## Extracted entries
--- START ---

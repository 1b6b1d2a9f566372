// SPDX-FileCopyrightText: 2025 Caspar Water Company
//
// SPDX-License-Identifier: Apache-2.0

//! Buffered file handles.
//!
//! A handle holds the whole file in memory for its lifetime. Nothing
//! reaches the disk until [`OpenFileHandle::close`], and only when the
//! buffer was modified through a writable mode.

use crate::disk::Disk;
use crate::error::{Error, Result};
use diagnostics::{log_debug, log_error};
use std::fmt;
use std::rc::Rc;
use std::str::FromStr;

/// The seven open modes
#[derive(Debug, Clone, Copy, PartialEq, Eq)]
pub enum AccessMode {
    /// `r`
    Read,
    /// `r+`
    ReadUpdate,
    /// `w`
    Write,
    /// `w+`
    WriteUpdate,
    /// `rw+`
    ReadWriteUpdate,
    /// `a`
    Append,
    /// `a+`
    AppendUpdate,
}

impl AccessMode {
    #[must_use]
    pub fn as_str(&self) -> &'static str {
        match self {
            AccessMode::Read => "r",
            AccessMode::ReadUpdate => "r+",
            AccessMode::Write => "w",
            AccessMode::WriteUpdate => "w+",
            AccessMode::ReadWriteUpdate => "rw+",
            AccessMode::Append => "a",
            AccessMode::AppendUpdate => "a+",
        }
    }

    /// The file has to exist before opening
    #[must_use]
    pub fn must_exist(&self) -> bool {
        matches!(self, AccessMode::Read | AccessMode::ReadUpdate)
    }

    /// The buffer starts with the current content
    #[must_use]
    pub fn preload(&self) -> bool {
        !matches!(self, AccessMode::Write | AccessMode::WriteUpdate)
    }

    #[must_use]
    pub fn readable(&self) -> bool {
        !matches!(self, AccessMode::Write | AccessMode::Append)
    }

    #[must_use]
    pub fn writeable(&self) -> bool {
        !matches!(self, AccessMode::Read)
    }

    /// The cursor starts after the existing content
    #[must_use]
    pub fn starts_at_end(&self) -> bool {
        matches!(self, AccessMode::Append | AccessMode::AppendUpdate)
    }
}

impl FromStr for AccessMode {
    type Err = Error;

    fn from_str(s: &str) -> Result<Self> {
        match s {
            "r" => Ok(AccessMode::Read),
            "r+" => Ok(AccessMode::ReadUpdate),
            "w" => Ok(AccessMode::Write),
            "w+" => Ok(AccessMode::WriteUpdate),
            "rw+" => Ok(AccessMode::ReadWriteUpdate),
            "a" => Ok(AccessMode::Append),
            "a+" => Ok(AccessMode::AppendUpdate),
            other => Err(Error::InvalidMode(other.to_string())),
        }
    }
}

impl fmt::Display for AccessMode {
    fn fmt(&self, f: &mut fmt::Formatter<'_>) -> fmt::Result {
        f.write_str(self.as_str())
    }
}

/// Width of the UTF-8 sequence introduced by `lead`; stray bytes count as one
fn utf8_width(lead: u8) -> usize {
    match lead {
        0x00..=0x7F => 1,
        0xC0..=0xDF => 2,
        0xE0..=0xEF => 3,
        0xF0..=0xF7 => 4,
        _ => 1,
    }
}

/// One open file on one disk
pub struct OpenFileHandle {
    disk: Rc<dyn Disk>,
    path: String,
    mode: AccessMode,
    buffer: Vec<u8>,
    cursor: usize,
    dirty: bool,
    open: bool,
    error: Option<String>,
}

impl OpenFileHandle {
    /// Open `path` on `disk` with a mode string such as `"r+"`
    pub fn open(disk: Rc<dyn Disk>, path: &str, mode: &str) -> Result<Self> {
        let mode = mode.parse::<AccessMode>().inspect_err(|err| {
            log_error!("open {path}: {err}", path, err: err.to_string().as_str());
        })?;
        Self::open_with(disk, path, mode)
    }

    pub fn open_with(disk: Rc<dyn Disk>, path: &str, mode: AccessMode) -> Result<Self> {
        let existing = disk.read_binary(path);
        if mode.must_exist() && existing.is_none() {
            return Err(Error::FileNotFound);
        }
        let buffer = if mode.preload() {
            existing.unwrap_or_default()
        } else {
            Vec::new()
        };
        let cursor = if mode.starts_at_end() { buffer.len() } else { 0 };
        log_debug!(
            "opened {disk}:{path} mode {mode} ({bytes} bytes)",
            disk: disk.name(),
            path,
            mode: mode.as_str(),
            bytes: buffer.len()
        );
        Ok(Self {
            disk,
            path: path.to_string(),
            mode,
            buffer,
            cursor,
            dirty: false,
            open: true,
            error: None,
        })
    }

    #[must_use]
    pub fn path(&self) -> &str {
        &self.path
    }

    #[must_use]
    pub fn mode(&self) -> AccessMode {
        self.mode
    }

    #[must_use]
    pub fn is_open(&self) -> bool {
        self.open
    }

    #[must_use]
    pub fn is_dirty(&self) -> bool {
        self.dirty
    }

    /// Text of the most recent failure, if any
    #[must_use]
    pub fn error(&self) -> Option<&str> {
        self.error.as_deref()
    }

    fn fail<T>(&mut self, err: Error) -> Result<T> {
        self.error = Some(err.to_string());
        Err(err)
    }

    fn ensure_open(&mut self) -> Result<()> {
        if self.open {
            Ok(())
        } else {
            self.fail(Error::NotOpen)
        }
    }

    fn ensure_readable(&mut self) -> Result<()> {
        self.ensure_open()?;
        if self.mode.readable() {
            Ok(())
        } else {
            self.fail(Error::NotReadable)
        }
    }

    /// Append text to the buffer; the disk sees it at close
    pub fn write(&mut self, text: &str) -> Result<()> {
        self.write_bytes(text.as_bytes())
    }

    pub fn write_bytes(&mut self, data: &[u8]) -> Result<()> {
        self.ensure_open()?;
        if !self.mode.writeable() {
            return self.fail(Error::NotWritable);
        }
        if !self.disk.is_writeable() {
            return self.fail(Error::NotWriteable);
        }
        self.buffer.extend_from_slice(data);
        self.cursor = self.buffer.len();
        self.dirty = true;
        Ok(())
    }

    /// Everything from the cursor to the end
    pub fn read_to_end(&mut self) -> Result<String> {
        self.ensure_readable()?;
        let text = String::from_utf8_lossy(&self.buffer[self.cursor..]).into_owned();
        self.cursor = self.buffer.len();
        Ok(text)
    }

    /// Next line without its terminator; `None` at end of file
    pub fn read_line(&mut self) -> Result<Option<String>> {
        self.ensure_readable()?;
        if self.cursor >= self.buffer.len() {
            return Ok(None);
        }
        let rest = &self.buffer[self.cursor..];
        let (line, consumed) = match rest.iter().position(|b| *b == b'\n') {
            Some(idx) => (&rest[..idx], idx + 1),
            None => (rest, rest.len()),
        };
        let line = line.strip_suffix(b"\r").unwrap_or(line);
        let text = String::from_utf8_lossy(line).into_owned();
        self.cursor += consumed;
        Ok(Some(text))
    }

    /// Up to `count` characters (code points, not bytes)
    pub fn read_chars(&mut self, count: usize) -> Result<String> {
        self.ensure_readable()?;
        let start = self.cursor;
        let mut end = start;
        for _ in 0..count {
            if end >= self.buffer.len() {
                break;
            }
            end = (end + utf8_width(self.buffer[end])).min(self.buffer.len());
        }
        self.cursor = end;
        Ok(String::from_utf8_lossy(&self.buffer[start..end]).into_owned())
    }

    pub fn position(&mut self) -> Result<u64> {
        self.ensure_open()?;
        Ok(self.cursor as u64)
    }

    /// Move the cursor; positions past the end clamp to the end
    pub fn set_position(&mut self, position: u64) -> Result<()> {
        self.ensure_open()?;
        self.cursor = usize::try_from(position)
            .unwrap_or(usize::MAX)
            .min(self.buffer.len());
        Ok(())
    }

    pub fn at_end(&mut self) -> Result<bool> {
        self.ensure_open()?;
        Ok(self.cursor >= self.buffer.len())
    }

    /// Flush a modified buffer to the disk and invalidate the handle
    pub fn close(&mut self) -> Result<()> {
        self.ensure_open()?;
        self.open = false;
        if self.dirty && self.mode.writeable() {
            self.dirty = false;
            if let Err(err) = self.disk.write_binary(&self.path, &self.buffer) {
                return self.fail(err);
            }
            log_debug!(
                "flushed {bytes} bytes to {disk}:{path}",
                bytes: self.buffer.len(),
                disk: self.disk.name(),
                path: self.path.as_str()
            );
        }
        Ok(())
    }
}

impl fmt::Debug for OpenFileHandle {
    fn fmt(&self, f: &mut fmt::Formatter<'_>) -> fmt::Result {
        f.debug_struct("OpenFileHandle")
            .field("disk", &self.disk.name())
            .field("path", &self.path)
            .field("mode", &self.mode)
            .field("len", &self.buffer.len())
            .field("cursor", &self.cursor)
            .field("dirty", &self.dirty)
            .field("open", &self.open)
            .finish()
    }
}

impl Drop for OpenFileHandle {
    fn drop(&mut self) {
        if self.open && self.dirty {
            log_debug!(
                "discarding unflushed handle on {disk}:{path}",
                disk: self.disk.name(),
                path: self.path.as_str()
            );
        }
    }
}

#[cfg(test)]
mod tests {
    use super::*;
    use crate::disk::MemoryDisk;
    use crate::tree::MemoryDirectoryTree;

    fn disk_with(files: &[(&str, &str)], writeable: bool) -> Rc<dyn Disk> {
        let mut tree = MemoryDirectoryTree::new();
        for (name, content) in files {
            assert!(tree.write(&[name], content.as_bytes()));
        }
        Rc::new(MemoryDisk::with_tree("usr", tree, writeable))
    }

    #[test]
    fn test_mode_table() {
        for (text, exist, preload, read, write) in [
            ("r", true, true, true, false),
            ("r+", true, true, true, true),
            ("w", false, false, false, true),
            ("w+", false, false, true, true),
            ("rw+", false, true, true, true),
            ("a", false, true, false, true),
            ("a+", false, true, true, true),
        ] {
            let mode: AccessMode = text.parse().unwrap();
            assert_eq!(mode.as_str(), text);
            assert_eq!(mode.must_exist(), exist, "{text}");
            assert_eq!(mode.preload(), preload, "{text}");
            assert_eq!(mode.readable(), read, "{text}");
            assert_eq!(mode.writeable(), write, "{text}");
        }
    }

    #[test]
    fn test_invalid_mode() {
        let disk = disk_with(&[], true);
        let err = OpenFileHandle::open(disk, "x.txt", "rw").unwrap_err();
        assert_eq!(err.to_string(), "Error: invalid file mode (rw)");
    }

    #[test]
    fn test_missing_file_modes() {
        let disk = disk_with(&[], true);
        for mode in ["r", "r+"] {
            let err = OpenFileHandle::open(disk.clone(), "nope.txt", mode).unwrap_err();
            assert_eq!(err, Error::FileNotFound);
        }
        for mode in ["w", "w+", "rw+", "a", "a+"] {
            let mut handle = OpenFileHandle::open(disk.clone(), "new.txt", mode).unwrap();
            handle.write(mode).unwrap();
            handle.close().unwrap();
            assert!(disk.exists("new.txt"), "{mode}");
            disk.delete("new.txt").unwrap();
        }
    }

    #[test]
    fn test_buffered_until_close() {
        let disk = disk_with(&[("x.txt", "old")], true);
        let mut handle = OpenFileHandle::open(disk.clone(), "x.txt", "w").unwrap();
        handle.write("hi").unwrap();
        assert_eq!(disk.read_text("x.txt").as_deref(), Some("old"));
        handle.close().unwrap();
        assert_eq!(disk.read_text("x.txt").as_deref(), Some("hi"));
    }

    #[test]
    fn test_append_keeps_content() {
        let disk = disk_with(&[("log.txt", "one\n")], true);
        let mut handle = OpenFileHandle::open(disk.clone(), "log.txt", "a").unwrap();
        assert_eq!(handle.position().unwrap(), 4);
        handle.write("two\n").unwrap();
        assert_eq!(handle.read_line(), Err(Error::NotReadable));
        handle.close().unwrap();
        assert_eq!(disk.read_text("log.txt").as_deref(), Some("one\ntwo\n"));
    }

    #[test]
    fn test_read_lines() {
        let disk = disk_with(&[("t.txt", "alpha\r\nbeta\ngamma")], true);
        let mut handle = OpenFileHandle::open(disk, "t.txt", "r").unwrap();
        assert_eq!(handle.read_line().unwrap().as_deref(), Some("alpha"));
        assert_eq!(handle.read_line().unwrap().as_deref(), Some("beta"));
        assert_eq!(handle.read_line().unwrap().as_deref(), Some("gamma"));
        assert_eq!(handle.read_line().unwrap(), None);
        assert!(handle.at_end().unwrap());
    }

    #[test]
    fn test_read_chars_counts_code_points() {
        let disk = disk_with(&[("u.txt", "héllo wörld")], true);
        let mut handle = OpenFileHandle::open(disk, "u.txt", "r").unwrap();
        assert_eq!(handle.read_chars(2).unwrap(), "hé");
        assert_eq!(handle.position().unwrap(), 3);
        assert_eq!(handle.read_chars(4).unwrap(), "llo ");
        assert_eq!(handle.read_to_end().unwrap(), "wörld");
        assert_eq!(handle.read_chars(5).unwrap(), "");
    }

    #[test]
    fn test_seek_clamps() {
        let disk = disk_with(&[("s.txt", "abcdef")], true);
        let mut handle = OpenFileHandle::open(disk, "s.txt", "r").unwrap();
        handle.set_position(4).unwrap();
        assert_eq!(handle.read_to_end().unwrap(), "ef");
        handle.set_position(100).unwrap();
        assert_eq!(handle.position().unwrap(), 6);
    }

    #[test]
    fn test_read_only_handle_never_writes() {
        let disk = disk_with(&[("r.txt", "data")], true);
        let mut handle = OpenFileHandle::open(disk, "r.txt", "r").unwrap();
        assert_eq!(handle.write("x"), Err(Error::NotWritable));
        assert_eq!(handle.error(), Some("Error: file not open for writing"));
    }

    #[test]
    fn test_read_only_disk_rejects_write() {
        let disk = disk_with(&[("r.txt", "data")], false);
        let mut handle = OpenFileHandle::open(disk, "r.txt", "r+").unwrap();
        assert_eq!(handle.write("x"), Err(Error::NotWriteable));
        assert_eq!(handle.read_to_end().unwrap(), "data");
        handle.close().unwrap();
    }

    #[test]
    fn test_closed_handle_fails() {
        let disk = disk_with(&[("c.txt", "data")], true);
        let mut handle = OpenFileHandle::open(disk, "c.txt", "rw+").unwrap();
        handle.close().unwrap();
        assert!(!handle.is_open());
        assert_eq!(handle.read_to_end(), Err(Error::NotOpen));
        assert_eq!(handle.write("x"), Err(Error::NotOpen));
        assert_eq!(handle.read_line(), Err(Error::NotOpen));
        assert_eq!(handle.close(), Err(Error::NotOpen));
        assert_eq!(handle.error(), Some("file is not open"));
    }

    #[test]
    fn test_clean_close_does_not_write() {
        let disk = disk_with(&[], true);
        let mut handle = OpenFileHandle::open(disk.clone(), "ghost.txt", "w").unwrap();
        handle.close().unwrap();
        assert!(!disk.exists("ghost.txt"));
    }
}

--- END ---

## Goal of the exercise
Starting at the line with "self.dirty = true;" and ending at the line with "pub fn read_line(&mut", print each line of the listing above exactly, with no other lines.

## Finished exercise
        self.dirty = true;
        Ok(())
    }

    /// Everything from the cursor to the end
    pub fn read_to_end(&mut self) -> Result<String> {
        self.ensure_readable()?;
        let text = String::from_utf8_lossy(&self.buffer[self.cursor..]).into_owned();
        self.cursor = self.buffer.len();
        Ok(text)
    }

    /// Next line without its terminator; `None` at end of file
    pub fn read_line(&mut self) -> Result<Option<String>> {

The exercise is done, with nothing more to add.